En dépit des intentions rédigées par le ministère de la Santé et des Services sociaux (MSSS), l'implantation de modalités au soutien à la participation citoyenne reste questionnable. Il existe un écart marqué entre cet idéal et les pratiques dans le domaine de la santé mentale. Malgré une certaine reconnaissance de la parole des personnes utilisatrices des services qu’ont permis les derniers PASM, ces personnes sont encore souvent exclues d’un réel dialogue (Clément et Bolduc, 2009, cités dans Clément, 2011). Elles ne sont pas reconnues dans leur « parole citoyenne » (Clément, 2011, p. 9), pouvant fournir des opinions valides (Lamoureux, 2004). Peu de repères à l’implantation des pratiques de soutien à la participation citoyenne sont fournis dans le PASM. Le concept de participation n’y est pas défini, aucun détail n’est donné quant au budget alloué au soutien à cette participation et aucune forme de reddition de compte n’est exigée (Clément, 2011). Dans le rapport de recherche de Clément et al. (2012) faisant état de la participation citoyenne en santé mentale, force est de constater que le rôle accordé aux personnes utilisatrices en est un de consultation plutôt que d’influence réelle sur la prise de décisions en matière de services, et ce, malgré le fait qu’elles veulent s'impliquer dans l’organisation des services dont elles bénéficient. De plus, les individus questionnés témoignent du manque d’écoute et d’ouverture (Clément et al., 2012 ; Lathlean et al., 2006).

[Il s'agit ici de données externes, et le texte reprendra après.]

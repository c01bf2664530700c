//! Redb storage engine implementation.
//!
//! This module provides the `RedbEngine` type which implements the
//! `StorageEngine` trait using the Redb embedded database.

use std::fs::OpenOptions;
use std::io;
use std::path::Path;
use std::thread;
use std::time::{Duration, Instant};

use redb::{Database, DatabaseError};
use tracing::warn;

use crate::engine::{StorageEngine, StoreError, StoreResult};

use super::transaction::RedbTransaction;

/// How long to wait before retrying a locked database file.
const LOCK_RETRY_INTERVAL: Duration = Duration::from_millis(50);

/// Default bounded wait for the file lock.
pub const DEFAULT_LOCK_TIMEOUT: Duration = Duration::from_secs(1);

/// Default permission bits for newly created database files.
pub const DEFAULT_FILE_MODE: u32 = 0o644;

/// Configuration options for the Redb storage engine.
#[derive(Debug, Clone, Copy)]
pub struct RedbConfig {
    /// Cache size in bytes.
    /// If not set, uses Redb's default.
    pub cache_size: Option<usize>,

    /// How long `open` keeps retrying while another handle holds the file lock.
    pub lock_timeout: Duration,

    /// Permission bits for the database file when it is created.
    /// Ignored on platforms without unix permissions.
    pub file_mode: u32,
}

impl Default for RedbConfig {
    fn default() -> Self {
        Self { cache_size: None, lock_timeout: DEFAULT_LOCK_TIMEOUT, file_mode: DEFAULT_FILE_MODE }
    }
}

impl RedbConfig {
    /// Create a new configuration with default values.
    pub fn new() -> Self {
        Self::default()
    }

    /// Set the cache size.
    #[must_use]
    pub const fn cache_size(mut self, size: usize) -> Self {
        self.cache_size = Some(size);
        self
    }

    /// Set the bounded wait for the file lock.
    #[must_use]
    pub const fn lock_timeout(mut self, timeout: Duration) -> Self {
        self.lock_timeout = timeout;
        self
    }

    /// Set the permission bits used when the database file is created.
    #[must_use]
    pub const fn file_mode(mut self, mode: u32) -> Self {
        self.file_mode = mode;
        self
    }
}

/// A storage engine backed by Redb.
///
/// Redb keeps the whole database in one file, gives one writer and any
/// number of snapshot readers, and holds an exclusive lock on the file for as
/// long as the handle lives.
///
/// # Example
///
/// ```ignore
/// use bucketstore::backends::RedbEngine;
///
/// let engine = RedbEngine::open("users.db")?;
///
/// let mut tx = engine.begin_write()?;
/// tx.create_bucket(&bucket)?;
/// tx.put(&bucket, b"user:1", b"Alice")?;
/// tx.commit()?;
/// ```
pub struct RedbEngine {
    /// The underlying Redb database.
    db: Database,
}

impl RedbEngine {
    /// Open or create a database at the given path with default configuration.
    ///
    /// # Errors
    ///
    /// Returns [`StoreError::Open`] if the database cannot be opened or created,
    /// or [`StoreError::LockTimeout`] if the file stays locked.
    pub fn open(path: impl AsRef<Path>) -> StoreResult<Self> {
        Self::open_with_config(path, RedbConfig::default())
    }

    /// Open or create a database at the given path with custom configuration.
    ///
    /// While another handle holds the file lock the open is retried until
    /// `config.lock_timeout` has elapsed.
    ///
    /// # Errors
    ///
    /// Returns [`StoreError::Open`] if the database cannot be opened or created,
    /// or [`StoreError::LockTimeout`] if the file stays locked.
    pub fn open_with_config(path: impl AsRef<Path>, config: RedbConfig) -> StoreResult<Self> {
        let path = path.as_ref();
        create_with_mode(path, config.file_mode)
            .map_err(|e| StoreError::Open(format!("{}: {e}", path.display())))?;

        let mut builder = Database::builder();
        if let Some(cache_size) = config.cache_size {
            builder.set_cache_size(cache_size);
        }

        let started = Instant::now();
        let mut contended = false;
        let db = loop {
            match builder.create(path) {
                Ok(db) => break db,
                Err(DatabaseError::DatabaseAlreadyOpen) => {
                    if started.elapsed() >= config.lock_timeout {
                        return Err(StoreError::LockTimeout {
                            path: path.to_path_buf(),
                            timeout: config.lock_timeout,
                        });
                    }
                    if !contended {
                        warn!(path = %path.display(), "database file is locked, waiting");
                        contended = true;
                    }
                    thread::sleep(LOCK_RETRY_INTERVAL);
                }
                Err(e) => return Err(StoreError::Open(format!("{}: {e}", path.display()))),
            }
        };

        Ok(Self { db })
    }

    /// Create an in-memory database for testing.
    ///
    /// The database will be lost when the engine is dropped.
    ///
    /// # Errors
    ///
    /// Returns [`StoreError::Open`] if the database cannot be created.
    pub fn in_memory() -> StoreResult<Self> {
        let db = Database::builder()
            .create_with_backend(redb::backends::InMemoryBackend::new())
            .map_err(|e| StoreError::Open(e.to_string()))?;

        Ok(Self { db })
    }

    /// Get the underlying Redb database.
    ///
    /// This is primarily for advanced use cases and testing.
    pub const fn inner(&self) -> &Database {
        &self.db
    }
}

impl StorageEngine for RedbEngine {
    type Transaction<'a> = RedbTransaction;

    fn begin_read(&self) -> StoreResult<Self::Transaction<'_>> {
        let tx = self.db.begin_read().map_err(StoreError::transaction)?;
        Ok(RedbTransaction::new_read(tx))
    }

    fn begin_write(&self) -> StoreResult<Self::Transaction<'_>> {
        let tx = self.db.begin_write().map_err(StoreError::transaction)?;
        Ok(RedbTransaction::new_write(tx))
    }
}

/// Create `path` with `mode` if it does not exist yet. Redb initialises an
/// empty file in place, so the permissions set here stick.
fn create_with_mode(path: &Path, mode: u32) -> io::Result<()> {
    let mut options = OpenOptions::new();
    options.read(true).write(true).create_new(true);
    set_mode(&mut options, mode);

    match options.open(path) {
        Ok(_) => Ok(()),
        Err(e) if e.kind() == io::ErrorKind::AlreadyExists => Ok(()),
        Err(e) => Err(e),
    }
}

/// Apply unix permission bits to files created through `options`.
#[cfg(unix)]
pub(crate) fn set_mode(options: &mut OpenOptions, mode: u32) {
    use std::os::unix::fs::OpenOptionsExt;
    options.mode(mode);
}

#[cfg(not(unix))]
pub(crate) fn set_mode(_options: &mut OpenOptions, _mode: u32) {}
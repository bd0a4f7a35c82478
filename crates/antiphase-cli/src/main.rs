//! Antiphase CLI - run the canceller from a terminal.

mod commands;
mod config;
mod meter;

use clap::{Parser, Subcommand};
use tracing_subscriber::EnvFilter;

#[derive(Parser)]
#[command(name = "antiphase")]
#[command(author, version, about = "Real-time microphone phase cancellation", long_about = None)]
struct Cli {
    #[command(subcommand)]
    command: Commands,
}

#[derive(Subcommand)]
enum Commands {
    /// Start cancelling and show live input/output meters
    Run(commands::run::RunArgs),

    /// List audio devices
    Devices(commands::devices::DevicesArgs),

    /// Check that the microphone can be opened
    Check(commands::check::CheckArgs),
}

fn main() -> anyhow::Result<()> {
    // Logs go to stderr so they never tear the meter line on stdout.
    tracing_subscriber::fmt()
        .with_env_filter(EnvFilter::try_from_default_env().unwrap_or_else(|_| "info".into()))
        .with_writer(std::io::stderr)
        .init();
    tracing_log::LogTracer::init().ok();

    let cli = Cli::parse();

    match cli.command {
        Commands::Run(args) => commands::run::run(args),
        Commands::Devices(args) => commands::devices::run(args),
        Commands::Check(args) => commands::check::run(args),
    }
}
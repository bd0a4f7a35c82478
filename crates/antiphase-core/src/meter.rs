//! Perceptual loudness for the input and output meters.
//!
//! A meter reading is the RMS of a window of samples scaled onto a 0–100
//! display range: `level = min(100, rms * 400)`. The factor of 400 puts normal
//! speech around the middle of the bar; anything with RMS of 0.25 or more pins
//! the meter at 100.
//!
//! All functions are pure and keep no state between calls.

use libm::sqrtf;
use serde::Serialize;
use thiserror::Error;

/// Multiplier from RMS to display level.
pub const LEVEL_SCALE: f32 = 400.0;

/// Upper bound of the display level.
pub const LEVEL_MAX: f32 = 100.0;

/// Midpoint of unsigned 8-bit samples.
pub const BYTE_MIDPOINT: f32 = 128.0;

/// Errors from the level meter.
#[derive(Debug, Clone, PartialEq, Eq, Error)]
pub enum MeterError {
    /// The sample window was empty.
    #[error("invalid input: cannot meter an empty buffer")]
    InvalidInput,
}

/// One pair of meter levels, both in 0–100.
#[derive(Debug, Clone, Copy, Default, PartialEq, Serialize)]
pub struct MeterReading {
    /// Level before the chain.
    pub input: f32,
    /// Level after the chain.
    pub output: f32,
}

/// Root-mean-square of `samples`.
pub fn rms(samples: &[f32]) -> Result<f32, MeterError> {
    if samples.is_empty() {
        return Err(MeterError::InvalidInput);
    }
    let sum: f32 = samples.iter().map(|s| s * s).sum();
    Ok(sqrtf(sum / samples.len() as f32))
}

/// Maps an RMS value onto the 0–100 display scale.
#[inline]
pub fn level_from_rms(rms: f32) -> f32 {
    (rms * LEVEL_SCALE).min(LEVEL_MAX)
}

/// Display level of normalised samples in [-1, 1].
pub fn level(samples: &[f32]) -> Result<f32, MeterError> {
    rms(samples).map(level_from_rms)
}

/// Display level of unsigned 8-bit samples centred at 128.
///
/// Each byte is normalised as `b / 128 - 1` before the RMS, so 128 is silence
/// and 0 / 255 are (almost) full scale.
pub fn level_from_bytes(samples: &[u8]) -> Result<f32, MeterError> {
    if samples.is_empty() {
        return Err(MeterError::InvalidInput);
    }
    let sum: f32 = samples
        .iter()
        .map(|&b| {
            let normalized = f32::from(b) / BYTE_MIDPOINT - 1.0;
            normalized * normalized
        })
        .sum();
    Ok(level_from_rms(sqrtf(sum / samples.len() as f32)))
}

Alors qu’à une certaine époque la participation citoyenne était au coeur des débats portant sur l’organisation des services sociaux et de santé, on note un découragement à l’égard des efforts nécessaires au maintien du lien entre les citoyen.ne.s et les décisions qui les concernent (Forest et al., 2000). Rappelons qu’au Québec, la participation citoyenne s’ancre dans les caractéristiques fondamentales du système public. Néanmoins, les occasions d’aller au-delà de la consultation publique, et de permettre aux citoyennes et citoyens d’agir activement sur des enjeux qui les concernent directement, sont peu nombreuses au sein du réseau institutionnel.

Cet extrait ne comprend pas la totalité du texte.